As an admirer of the original Auto Mag — the illustrious semi-automatics that were designed for big and dangerous game hunting, the precursors to the Desert Eagle and LAR Grizzly — and as one truly baffled by how the concept never caught on, I have to say this seems like a golden opportunity. It’s like getting a chance to step back in time and shake Teddy Roosevelt’s hand. Or take a ride with Donald Douglas in the first commercial flight of a twin-engine DC-3. It puts a person in a sentimental mood, and makes you want to do something spontaneous, like drop $5600 on a new firearm.

There are plenty of things that make the Auto Mag a dreamy proposition for handgunners. The powerful magnum is like a cross between a Colt Python — with its 70s era vented rib, and a Luger – with its deeply-angled handle, which I’d hazard a guess makes it very comfortable to shoot. Its lines are sleek, even by contemporary standards.

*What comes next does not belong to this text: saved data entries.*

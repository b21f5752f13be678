//! [`Record`] implementation for [`Product`].

use crate::model::{Product, ProductCreate, ProductId, ProductUpdate};
use crate::product_actor::ProductError;
use async_trait::async_trait;
use std::convert::Infallible;
use table_actor::Record;

/// Sorts and deduplicates a weekday set, rejecting anything outside 0..=6.
pub fn normalize_days(days: Option<Vec<u8>>) -> Result<Option<Vec<u8>>, ProductError> {
    let Some(mut days) = days else {
        return Ok(None);
    };
    if let Some(&bad) = days.iter().find(|&&d| d > 6) {
        return Err(ProductError::InvalidWeekday(bad));
    }
    days.sort_unstable();
    days.dedup();
    Ok(Some(days))
}

fn checked_name(name: String) -> Result<String, ProductError> {
    let trimmed = name.trim();
    if trimmed.is_empty() {
        return Err(ProductError::EmptyName);
    }
    Ok(trimmed.to_string())
}

#[async_trait]
impl Record for Product {
    type Id = ProductId;
    type Create = ProductCreate;
    type Update = ProductUpdate;
    type Action = Infallible;
    type ActionResult = ();
    type Context = ();
    type Error = ProductError;

    /// New products go to the end of the list: position starts out equal to the id.
    fn from_create_params(id: ProductId, params: ProductCreate) -> Result<Self, ProductError> {
        Ok(Self {
            id,
            name: checked_name(params.name)?,
            available_on_days: normalize_days(params.available_on_days)?,
            position: i64::from(id.0),
        })
    }

    fn sort_key(&self) -> i64 {
        self.position
    }

    async fn on_update(&mut self, update: ProductUpdate, _ctx: &()) -> Result<(), ProductError> {
        if let Some(name) = update.name {
            self.name = checked_name(name)?;
        }
        if let Some(days) = update.available_on_days {
            self.available_on_days = normalize_days(days)?;
        }
        if let Some(position) = update.position {
            self.position = position;
        }
        Ok(())
    }

    async fn handle_action(&mut self, action: Infallible, _ctx: &()) -> Result<(), ProductError> {
        match action {}
    }
}

#[cfg(test)]
mod tests {
    use super::*;

    #[test]
    fn test_days_are_sorted_and_deduplicated() {
        assert_eq!(
            normalize_days(Some(vec![5, 1, 5, 0])),
            Ok(Some(vec![0, 1, 5]))
        );
        assert_eq!(normalize_days(None), Ok(None));
    }

    #[test]
    fn test_weekday_seven_is_rejected() {
        assert_eq!(
            normalize_days(Some(vec![1, 7])),
            Err(ProductError::InvalidWeekday(7))
        );
    }

    #[test]
    fn test_create_trims_name_and_sets_position() {
        let product =
            Product::from_create_params(ProductId(4), ProductCreate::new("  Pils ", [4])).unwrap();
        assert_eq!(product.name, "Pils");
        assert_eq!(product.position, 4);
    }

    #[test]
    fn test_create_rejects_blank_name() {
        let result = Product::from_create_params(ProductId(1), ProductCreate::new(" ", [4]));
        assert_eq!(result.unwrap_err(), ProductError::EmptyName);
    }
}
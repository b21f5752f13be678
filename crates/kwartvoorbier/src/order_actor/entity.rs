//! [`Record`] implementation for [`Order`].
//!
//! Creating an order is the one place where tables talk to each other: `on_create` looks
//! up the profile, product and location through the clients in [`OrderContext`].

use crate::clients::{LocationClient, ProductClient, ProfileClient};
use crate::clock::SharedClock;
use crate::model::{Order, OrderCreate, OrderId, OrderUpdate, UNKNOWN_USER};
use crate::order_actor::{OrderAction, OrderError};
use async_trait::async_trait;
use chrono::{Datelike, NaiveDateTime};
use table_actor::{Record, TableAccess};
use tracing::debug;

/// Dependencies of the Order table, injected at `run()`.
#[derive(Clone)]
pub struct OrderContext {
    pub profiles: ProfileClient,
    pub products: ProductClient,
    pub locations: LocationClient,
    pub clock: SharedClock,
}

#[async_trait]
impl Record for Order {
    type Id = OrderId;
    type Create = OrderCreate;
    type Update = OrderUpdate;
    type Action = OrderAction;
    type ActionResult = bool;
    type Context = OrderContext;
    type Error = OrderError;

    fn from_create_params(id: OrderId, params: OrderCreate) -> Result<Self, OrderError> {
        Ok(Self {
            id,
            customer_name: String::new(),
            user_id: params.user_id,
            product_id: params.product_id,
            location_id: params.location_id,
            created_at: NaiveDateTime::default(),
            collected: false,
            delivered: false,
        })
    }

    /// Newest first.
    fn sort_key(&self) -> i64 {
        -self.created_at.and_utc().timestamp_millis()
    }

    async fn on_create(&mut self, ctx: &OrderContext) -> Result<(), OrderError> {
        self.created_at = ctx.clock.now();

        let product = ctx
            .products
            .get(self.product_id)
            .await
            .map_err(|e| OrderError::ActorCommunicationError(e.to_string()))?
            .ok_or_else(|| OrderError::InvalidProduct(self.product_id.to_string()))?;
        let weekday = self.created_at.weekday().num_days_from_sunday();
        if !product.is_available_on(weekday) {
            return Err(OrderError::ProductUnavailable(product.name));
        }

        ctx.locations
            .get(self.location_id)
            .await
            .map_err(|e| OrderError::ActorCommunicationError(e.to_string()))?
            .ok_or_else(|| OrderError::InvalidLocation(self.location_id.to_string()))?;

        let profile = ctx
            .profiles
            .get(self.user_id)
            .await
            .map_err(|e| OrderError::ActorCommunicationError(e.to_string()))?;
        self.customer_name = match &profile {
            Some(profile) => profile.display_name().to_string(),
            None => UNKNOWN_USER.to_string(),
        };
        debug!(customer = %self.customer_name, product = %product.name, "Order validated");
        Ok(())
    }

    async fn on_update(&mut self, update: OrderUpdate, _ctx: &OrderContext) -> Result<(), OrderError> {
        if let Some(collected) = update.collected {
            self.collected = collected;
        }
        if let Some(delivered) = update.delivered {
            self.delivered = delivered;
        }
        Ok(())
    }

    async fn handle_action(
        &mut self,
        action: OrderAction,
        _ctx: &OrderContext,
    ) -> Result<bool, OrderError> {
        let flag = match action {
            OrderAction::ToggleCollected => &mut self.collected,
            OrderAction::ToggleDelivered => &mut self.delivered,
        };
        *flag = !*flag;
        Ok(*flag)
    }
}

It seems there are 400 castings left over from the by-gone days of the AMT Auto Mag Model 180 (were these all stored in someone’s closet all these years?). The company will use 50 of them for R&D, they say, and the rest will be manufactured as new firearms, renamed the .44 AMP Kodiak. There are two versions slated for manufacture: The stainless version with a price tag of $5600 and a parkerized one going for the low, low price of $3100, available fall of 2010 according to the website. I know what you’re thinking: That’s a lot of model 870s. Of course it is, but as one ages, the tool becomes just as important to the overall experience as the final downed game. Besides, you could wear a pinstriped suit to your deer stand, and as long as you have this pistol with you it will make perfect sense.

Now, I don’t mind admitting that I am pontificating somewhat about the Auto Mag pistol, having never pulled the trigger on one or even held one in my hands (complicating this further for me is the inner battle raging in my mind, where Elmer Keith is pistol whipping me with his ivory-gripped Smith & Wesson, and the blows are painful indeed). But, I've also never handled an authentic 1903 Springfield topped with an USMC-marked Unertl scope, either. Maybe my distance from these things is bolstering an unrealistic fantasy, but I'm fairly certain that, should the occasion ever arise, getting my mukluks on either would result in truly happy feelings — like the afterglow one experiences the moment you realize the IRS audit letter in your mailbox was intended for your neighbor, not you.

Wildey ceases production.
As AMT announces it will begin production, the Firearms Blog reports that Wildey, another big bore autoloader popularized in the 1970s, has ceased production.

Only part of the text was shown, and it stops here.